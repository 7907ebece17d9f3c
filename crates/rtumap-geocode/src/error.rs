use thiserror::Error;

/// Errors returned by the geocoding provider client.
#[derive(Debug, Error)]
pub enum GeocodeError {
    /// Network or TLS failure, or a non-2xx HTTP status.
    #[error("HTTP error: {0}")]
    Http(#[from] reqwest::Error),

    /// The provider answered with a status other than `OK` or `ZERO_RESULTS`
    /// (e.g. `REQUEST_DENIED`, `OVER_QUERY_LIMIT`).
    #[error("geocoding provider returned {status}: {message}")]
    Provider { status: String, message: String },

    /// The response body did not match the provider's documented shape,
    /// e.g. a result without an `address_components` list.
    #[error("malformed geocoding response for {context}: {source}")]
    Malformed {
        context: String,
        #[source]
        source: serde_json::Error,
    },

    #[error("invalid geocoding base URL '{url}': {reason}")]
    InvalidBaseUrl { url: String, reason: String },
}
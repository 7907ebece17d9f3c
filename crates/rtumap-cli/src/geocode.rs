//! `geocode` and `reverse` subcommands.

use rtumap_core::{AppConfig, Coordinates};
use rtumap_geocode::{GeocodeClient, GeocodedPlace};

pub(crate) fn client(config: &AppConfig) -> anyhow::Result<GeocodeClient> {
    Ok(GeocodeClient::with_base_url(
        config.require_geocode_api_key()?,
        config.request_timeout_secs,
        &config.user_agent,
        &config.geocode_base_url,
    )?)
}

/// # Errors
///
/// Returns an error if the provider rejects the request.
pub(crate) async fn run_forward(config: &AppConfig, address: &str) -> anyhow::Result<()> {
    let place = client(config)?.forward_geocode(address).await?;
    print_place(place.as_ref());
    Ok(())
}

/// # Errors
///
/// Returns an error for out-of-range coordinates or if the provider rejects
/// the request.
pub(crate) async fn run_reverse(config: &AppConfig, lat: f64, lng: f64) -> anyhow::Result<()> {
    let coords = Coordinates::new(lat, lng)?;
    let place = client(config)?.reverse_geocode(coords).await?;
    print_place(place.as_ref());
    Ok(())
}

fn print_place(place: Option<&GeocodedPlace>) {
    let Some(place) = place else {
        println!("no match");
        return;
    };
    println!("address:  {}", place.formatted_address);
    println!("city:     {}", place.city);
    println!("state:    {}", place.state);
    println!("zip:      {}", place.zip);
    if let Some(location) = place.location {
        println!("location: {location}");
    }
    if !place.place_id.is_empty() {
        println!("place id: {}", place.place_id);
    }
}
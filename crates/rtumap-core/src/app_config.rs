use crate::config::GEOCODE_API_KEY_VAR;
use crate::records::Coordinates;
use crate::ConfigError;

#[derive(Debug, Clone, PartialEq, Eq)]
pub enum Environment {
    Development,
    Test,
    Production,
}

impl std::fmt::Display for Environment {
    fn fmt(&self, f: &mut std::fmt::Formatter<'_>) -> std::fmt::Result {
        match self {
            Environment::Development => write!(f, "development"),
            Environment::Test => write!(f, "test"),
            Environment::Production => write!(f, "production"),
        }
    }
}

#[derive(Clone)]
pub struct AppConfig {
    pub env: Environment,
    pub log_level: String,
    /// Base URL of the detection + persistence backend.
    pub api_base_url: String,
    /// Absent when `GOOGLE_MAPS_API_KEY` is unset or blank.
    pub geocode_api_key: Option<String>,
    pub geocode_base_url: String,
    /// Upper bound on in-flight geocoding requests during record refresh.
    pub geocode_max_concurrent: usize,
    pub request_timeout_secs: u64,
    pub user_agent: String,
    /// Device pixel ratio used when rendering the viewport for detection.
    pub capture_scale: f32,
    pub default_center: Coordinates,
    pub default_zoom: u8,
}

impl std::fmt::Debug for AppConfig {
    fn fmt(&self, f: &mut std::fmt::Formatter<'_>) -> std::fmt::Result {
        f.debug_struct("AppConfig")
            .field("env", &self.env)
            .field("log_level", &self.log_level)
            .field("api_base_url", &self.api_base_url)
            .field(
                "geocode_api_key",
                &self.geocode_api_key.as_ref().map(|_| "[redacted]"),
            )
            .field("geocode_base_url", &self.geocode_base_url)
            .field("geocode_max_concurrent", &self.geocode_max_concurrent)
            .field("request_timeout_secs", &self.request_timeout_secs)
            .field("user_agent", &self.user_agent)
            .field("capture_scale", &self.capture_scale)
            .field("default_center", &self.default_center)
            .field("default_zoom", &self.default_zoom)
            .finish()
    }
}

impl AppConfig {
    /// The geocoding API key.
    ///
    /// # Errors
    ///
    /// Returns [`ConfigError::MissingEnvVar`] when no key was configured.
    pub fn require_geocode_api_key(&self) -> Result<&str, ConfigError> {
        self.geocode_api_key
            .as_deref()
            .ok_or_else(|| ConfigError::MissingEnvVar(GEOCODE_API_KEY_VAR.to_string()))
    }
}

* [Activity]:
Every line of the material should come back unchanged.

* [Result of the task]:
repository 7907ebece17d9f3c
filename crates/rtumap-geocode/src/error.rs
use thiserror::Error;

/// Errors returned by the geocoding provider client.
#[derive(Debug, Error)]
pub enum GeocodeError {
    /// Network or TLS failure, or a non-2xx HTTP status.
    #[error("HTTP error: {0}")]
    Http(#[from] reqwest::Error),

    /// The provider answered with a status other than `OK` or `ZERO_RESULTS`
    /// (e.g. `REQUEST_DENIED`, `OVER_QUERY_LIMIT`).
    #[error("geocoding provider returned {status}: {message}")]
    Provider { status: String, message: String },

    /// The response body did not match the provider's documented shape,
    /// e.g. a result without an `address_components` list.
    #[error("malformed geocoding response for {context}: {source}")]
    Malformed {
        context: String,
        #[source]
        source: serde_json::Error,
    },

    #[error("invalid geocoding base URL '{url}': {reason}")]
    InvalidBaseUrl { url: String, reason: String },
}
repository 7907ebece17d9f3c
filename crates/rtumap-cli/src/geocode.rs
//! `geocode` and `reverse` subcommands.

use rtumap_core::{AppConfig, Coordinates};
use rtumap_geocode::{GeocodeClient, GeocodedPlace};

pub(crate) fn client(config: &AppConfig) -> anyhow::Result<GeocodeClient> {
    Ok(GeocodeClient::with_base_url(
        config.require_geocode_api_key()?,
        config.request_timeout_secs,
        &config.user_agent,
        &config.geocode_base_url,
    )?)
}

/// # Errors
///
/// Returns an error if the provider rejects the request.
pub(crate) async fn run_forward(config: &AppConfig, address: &str) -> anyhow::Result<()> {
    let place = client(config)?.forward_geocode(address).await?;
    print_place(place.as_ref());
    Ok(())
}

/// # Errors
///
/// Returns an error for out-of-range coordinates or if the provider rejects
/// the request.
pub(crate) async fn run_reverse(config: &AppConfig, lat: f64, lng: f64) -> anyhow::Result<()> {
    let coords = Coordinates::new(lat, lng)?;
    let place = client(config)?.reverse_geocode(coords).await?;
    print_place(place.as_ref());
    Ok(())
}

fn print_place(place: Option<&GeocodedPlace>) {
    let Some(place) = place else {
        println!("no match");
        return;
    };
    println!("address:  {}", place.formatted_address);
    println!("city:     {}", place.city);
    println!("state:    {}", place.state);
    println!("zip:      {}", place.zip);
    if let Some(location) = place.location {
        println!("location: {location}");
    }
    if !place.place_id.is_empty() {
        println!("place id: {}", place.place_id);
    }
}
filename crates/rtumap-core/src/app_config.rs
use crate::config::GEOCODE_API_KEY_VAR;
use crate::records::Coordinates;
use crate::ConfigError;

#[derive(Debug, Clone, PartialEq, Eq)]
pub enum Environment {
    Development,
    Test,
    Production,
}

impl std::fmt::Display for Environment {
    fn fmt(&self, f: &mut std::fmt::Formatter<'_>) -> std::fmt::Result {
        match self {
            Environment::Development => write!(f, "development"),
            Environment::Test => write!(f, "test"),
            Environment::Production => write!(f, "production"),
        }
    }
}

#[derive(Clone)]
pub struct AppConfig {
    pub env: Environment,
    pub log_level: String,
    /// Base URL of the detection + persistence backend.
    pub api_base_url: String,
    /// Absent when `GOOGLE_MAPS_API_KEY` is unset or blank.
    pub geocode_api_key: Option<String>,
    pub geocode_base_url: String,
    /// Upper bound on in-flight geocoding requests during record refresh.
    pub geocode_max_concurrent: usize,
    pub request_timeout_secs: u64,
    pub user_agent: String,
    /// Device pixel ratio used when rendering the viewport for detection.
    pub capture_scale: f32,
    pub default_center: Coordinates,
    pub default_zoom: u8,
}

impl std::fmt::Debug for AppConfig {
    fn fmt(&self, f: &mut std::fmt::Formatter<'_>) -> std::fmt::Result {
        f.debug_struct("AppConfig")
            .field("env", &self.env)
            .field("log_level", &self.log_level)
            .field("api_base_url", &self.api_base_url)
            .field(
                "geocode_api_key",
                &self.geocode_api_key.as_ref().map(|_| "[redacted]"),
            )
            .field("geocode_base_url", &self.geocode_base_url)
            .field("geocode_max_concurrent", &self.geocode_max_concurrent)
            .field("request_timeout_secs", &self.request_timeout_secs)
            .field("user_agent", &self.user_agent)
            .field("capture_scale", &self.capture_scale)
            .field("default_center", &self.default_center)
            .field("default_zoom", &self.default_zoom)
            .finish()
    }
}

impl AppConfig {
    /// The geocoding API key.
    ///
    /// # Errors
    ///
    /// Returns [`ConfigError::MissingEnvVar`] when no key was configured.
    pub fn require_geocode_api_key(&self) -> Result<&str, ConfigError> {
        self.geocode_api_key
            .as_deref()
            .ok_or_else(|| ConfigError::MissingEnvVar(GEOCODE_API_KEY_VAR.to_string()))
    }
}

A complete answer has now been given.